ALBERTO GENOVESE DANIELE LEALI
Che tipi erano quelli che ci andavano di gran corsa e tutte le volte che potevano, e anche se nessuno lo ha raccontato al dettaglio? Dipendesse da me, li sottoporrei uno a uno a un interrogatorio di terzo grado. Perché non erano rimasti a casa loro ad ascoltare un disco di Louis Armstrong o dei Pink Floyd, a leggere un libro di Len Deighton o di Beppe Fenoglio, a guardare la magnifica serie Netflix dedicata al processo di Tokio dov’erano imputati 28 fra alti ufficiali e politici di primo piano giapponesi per avere scatenato la guerra agli Usa? Me li immagino che tipi erano i nostri eroi.
Gente che si vuole mettere in mostra pur non avendo nulla da mettere in mostra, gente che spera di imbattersi in un qualche vip o in qualcuno che gli farà avere dei pezzettini di carriera, sequenze di sgualdrinelle che sperano ascendere in tv a forza di cosce e culi in evidenza, gente che non sa niente della musica ma a cui piace la musica se ad altissimo volume, gente che si delizia dall’attingere a piene mani da vassoi colmi di cocaina o di cocaina rosa (confesso di non sapere la differenza), gente che se restasse da sola in casa e si guardasse allo specchio si vergognerebbe di quel che vede. Gentuccia così.
Pezzi di merda che rompevano i coglioni al vicinato senza che gli uomini d’ordine della Repubblica potessero fare alcunché per impedirlo perché a questo è ridotta la nostra Repubblica - e il covid non c’entra niente - all’essere ebbra non del moderno e bensì delle schifezze del moderno.
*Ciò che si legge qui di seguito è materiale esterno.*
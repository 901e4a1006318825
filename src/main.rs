//! Library Console - interactive desk for librarians

use anyhow::Context;
use tokio::io::BufReader;

use library_console::{
    config::AppConfig,
    console::{ConsoleApp, ConsoleIo},
    logging,
    repository::Repository,
    services::Services,
    store::DataStore,
};

#[tokio::main]
async fn main() -> anyhow::Result<()> {
    // Load environment variables from .env file
    dotenvy::dotenv().ok();

    // Load configuration
    let config = AppConfig::load().context("Failed to load configuration")?;

    let _guard = logging::init(&config.logging).context("Failed to initialize logging")?;

    tracing::info!("Starting Library Console v{}", env!("CARGO_PKG_VERSION"));

    let store = DataStore::load(&config.data.dir)
        .await
        .with_context(|| format!("Failed to load data from {}", config.data.dir.display()))?;

    // Create repository and services
    let repository = Repository::new(store.into_shared());
    let services = Services::new(repository.clone(), &config);

    let app = ConsoleApp::new(repository, services, config.console.clone());
    let mut io = ConsoleIo::new(BufReader::new(tokio::io::stdin()), tokio::io::stdout());

    app.run(&mut io).await?;

    Ok(())
}
//! Business logic services

pub mod catalog;
pub mod loans;
pub mod patrons;

use chrono::{DateTime, Duration, Utc};

use crate::{
    config::AppConfig,
    error::{AppError, AppResult},
    repository::Repository,
};

/// Container for all services
#[derive(Clone)]
pub struct Services {
    pub patrons: patrons::PatronService,
    pub loans: loans::LoanService,
    pub catalog: catalog::CatalogService,
}

impl Services {
    /// Create all services with the given repository
    pub fn new(repository: Repository, config: &AppConfig) -> Self {
        Self {
            patrons: patrons::PatronService::new(repository.clone(), config.membership.clone()),
            loans: loans::LoanService::new(repository.clone(), config.loans.clone()),
            catalog: catalog::CatalogService::new(repository),
        }
    }
}

/// `date` shifted by `days`. Configured day counts can push a date past what
/// chrono represents, which is reported instead of panicking.
pub(crate) fn add_days(date: DateTime<Utc>, days: i64) -> AppResult<DateTime<Utc>> {
    Duration::try_days(days)
        .and_then(|delta| date.checked_add_signed(delta))
        .ok_or_else(|| AppError::Internal(format!("Date {} + {} days is out of range", date, days)))
}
Questa era la genia dei frequentatori della terrazza/Genovese. Vale la pena dirlo, raccontarlo, raccontarli a puntino, schedarli uno a uno anziché limitarsi ad ascoltare le testimonianze delle vittime di Genovese, tutte ragazze più o meno ventenni che fino a ieri non avevano aperto bocca perché ci contavano sul fatto di esserci in quella terrazza. Era una gran “bella gente”, ha testimoniato una di loro. Dio mio, Dio mio, Dio mio.